La Cour constitutionnelle de Pristina a acquitté Milovan Gajic, accusé de blanchiment d'argent. L'acte d'accusation a été annoncé vendredi par le président de la cour, la juge Musa Kondzhel. Selon Kondeli, la libération de Gajici de l'accusation a été faite en vertu de l'article 363 paragraphe 1 alinéa 1.3 du Code de procédure pénale, rapports “betim [...]
L'acte d'accusation a été annoncé vendredi par le président de la cour, la juge Musa Kondzhel.
Selon Kondeli, la libération de Gajici de l'accusation a été faite sur la base de l'article 363 paragraphe 1 alinéa 1.3 du Code de procédure pénale, rapports “Justice Vow”.
Les instruments monétaires saisis en vertu de l'ordonnance sont rendus aux accusés après la pleine puissance de cet acte.
Les dépenses de procédure tombent au tribunal.
Lors de la dernière session, le 8 avril, la défense de Gajiqi avait demandé la libération, tandis que l'accusation avait jugé sa sentence.
L'accusé Gajic le 2 novembre 2020 a été condamné par la Cour constitutionnelle de Pristina à six mois de prison et 1 000 euros d'amendes.
Toutefois, le 18 décembre 2020, la Cour d'appel a fait de l'affaire un nouveau procès.
Même dans le nouveau procès de l'accusé Gajic le 27 mai 2022 a été condamné à 6 mois de prison pour blanchiment d'argent et 17 mille et 800 euros d'amendes.
Mais la Cour d'appel a réexaminé l'affaire le 31 octobre 2022.
Selon l'acte d'accusation déposé le 23 octobre 2020 par le SPRK, Milovan Gajic est accusé d'actes criminels “blanchiment d'argent”.
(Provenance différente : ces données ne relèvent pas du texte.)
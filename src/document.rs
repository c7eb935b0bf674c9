use std::fmt;
use std::io::Cursor;

use bytes::Bytes;
use log::debug;
use zip::ZipArchive;

// @module: Document model and format detection

/// Magic bytes at the start of every PDF file
const PDF_MAGIC: &[u8] = b"%PDF-";

/// ZIP entry that identifies a DOCX container
pub const DOCX_DOCUMENT_ENTRY: &str = "word/document.xml";

/// ZIP entry that identifies a PPTX container
pub const PPTX_PRESENTATION_ENTRY: &str = "ppt/presentation.xml";

/// Supported document formats
///
/// Determined once per document; drives which extractor/generator pair is
/// selected. The extractor and generator of a pipeline run always share the
/// same variant.
#[derive(Debug, Clone, Copy, PartialEq, Eq)]
pub enum DocumentFormat {
    /// Plain UTF-8 text (also the fallback for unrecognized inputs)
    PlainText,
    /// Portable Document Format
    Pdf,
    /// Office Open XML word-processing document
    Docx,
    /// Office Open XML presentation
    Pptx,
}

impl DocumentFormat {
    /// Output file extension for this format
    pub fn extension(&self) -> &'static str {
        match self {
            Self::PlainText => "txt",
            Self::Pdf => "pdf",
            Self::Docx => "docx",
            Self::Pptx => "pptx",
        }
    }

    /// Map a filename extension to a format, if recognized
    pub fn from_extension(ext: &str) -> Option<Self> {
        match ext.to_lowercase().as_str() {
            "txt" => Some(Self::PlainText),
            "pdf" => Some(Self::Pdf),
            "docx" => Some(Self::Docx),
            "pptx" => Some(Self::Pptx),
            _ => None,
        }
    }

    /// Map a declared MIME type to a format, if recognized
    pub fn from_content_type(content_type: &str) -> Option<Self> {
        let ct = content_type.to_lowercase();
        if ct == "application/pdf" {
            Some(Self::Pdf)
        } else if ct.contains("officedocument.wordprocessingml.document") {
            Some(Self::Docx)
        } else if ct.contains("officedocument.presentationml.presentation") {
            Some(Self::Pptx)
        } else if ct.starts_with("text/") {
            Some(Self::PlainText)
        } else {
            None
        }
    }

    /// Sniff the format from the raw bytes of a document
    ///
    /// Zip containers are identified by their required internal entry; PDFs
    /// by the `%PDF-` signature. Returns `None` when nothing matches.
    pub fn sniff_bytes(bytes: &[u8]) -> Option<Self> {
        if bytes.starts_with(PDF_MAGIC) {
            return Some(Self::Pdf);
        }
        if let Ok(mut archive) = ZipArchive::new(Cursor::new(bytes)) {
            if archive.by_name(DOCX_DOCUMENT_ENTRY).is_ok() {
                return Some(Self::Docx);
            }
            if archive.by_name(PPTX_PRESENTATION_ENTRY).is_ok() {
                return Some(Self::Pptx);
            }
        }
        None
    }

    /// Resolve the format of an uploaded document
    ///
    /// Resolution order: filename extension, declared content type, binary
    /// sniff, then `PlainText`. Never fails: translation must not hard-fail
    /// merely because format detection is ambiguous.
    pub fn detect(file_name: Option<&str>, content_type: Option<&str>, bytes: &[u8]) -> Self {
        if let Some(name) = file_name {
            if let Some(ext) = name.rsplit('.').next().filter(|e| *e != name) {
                if let Some(format) = Self::from_extension(ext) {
                    return format;
                }
            }
        }

        if let Some(ct) = content_type {
            if let Some(format) = Self::from_content_type(ct) {
                return format;
            }
        }

        if let Some(format) = Self::sniff_bytes(bytes) {
            return format;
        }

        debug!(
            "Unrecognized document format (name: {:?}, content-type: {:?}), falling back to plain text",
            file_name, content_type
        );
        Self::PlainText
    }
}

impl fmt::Display for DocumentFormat {
    fn fmt(&self, f: &mut fmt::Formatter<'_>) -> fmt::Result {
        write!(f, "{}", self.extension())
    }
}

/// An uploaded document: immutable bytes plus whatever the uploader declared
///
/// Created at the upload boundary, consumed once by format detection and
/// text extraction, then discarded.
#[derive(Debug, Clone)]
pub struct SourceDocument {
    /// Declared filename, if any
    pub file_name: Option<String>,
    /// Declared MIME type, if any
    pub content_type: Option<String>,
    /// Raw document bytes
    pub bytes: Bytes,
}

impl SourceDocument {
    /// Create a new source document
    pub fn new(
        file_name: Option<String>,
        content_type: Option<String>,
        bytes: impl Into<Bytes>,
    ) -> Self {
        SourceDocument {
            file_name,
            content_type,
            bytes: bytes.into(),
        }
    }

    /// Detect the format of this document
    pub fn format(&self) -> DocumentFormat {
        DocumentFormat::detect(
            self.file_name.as_deref(),
            self.content_type.as_deref(),
            &self.bytes,
        )
    }
}

/// One extracted paragraph with its structural marker
///
/// Block order always matches the source document's reading order: body
/// order for DOCX, slide-number-ascending order for PPTX.
#[derive(Debug, Clone, PartialEq, Eq)]
pub struct ExtractedBlock {
    /// Whitespace-normalized paragraph text
    pub text: String,
    /// Whether the paragraph is a list item
    pub is_bullet: bool,
}

impl ExtractedBlock {
    /// Create a plain paragraph block
    pub fn paragraph(text: impl Into<String>) -> Self {
        ExtractedBlock {
            text: text.into(),
            is_bullet: false,
        }
    }

    /// Create a bullet list-item block
    pub fn bullet(text: impl Into<String>) -> Self {
        ExtractedBlock {
            text: text.into(),
            is_bullet: true,
        }
    }
}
L'accusation affirme que l'accusé Gajic, le 14 août 2020, au poste de contrôle frontalier “Merdare” lors d'une perquisition effectuée par les douanes du Kosovo, dans sa voiture, à l'arrière de la voiture, où l'expansion radio est considérée comme un moyen monétaire caché, d'une valeur de 65 mille et 450 euros, non déclaré par l'accusé, ce qui signifie alors plus sécurisé.
Selon l'acte d'accusation, il a tenté de dissimuler ou de masquer la nature réelle, la source, le lieu, la systématisation, le mouvement, les droits de propriété ou toute autre circonstance afin de se soustraire aux conséquences juridiques ou aux conséquences juridiques possibles.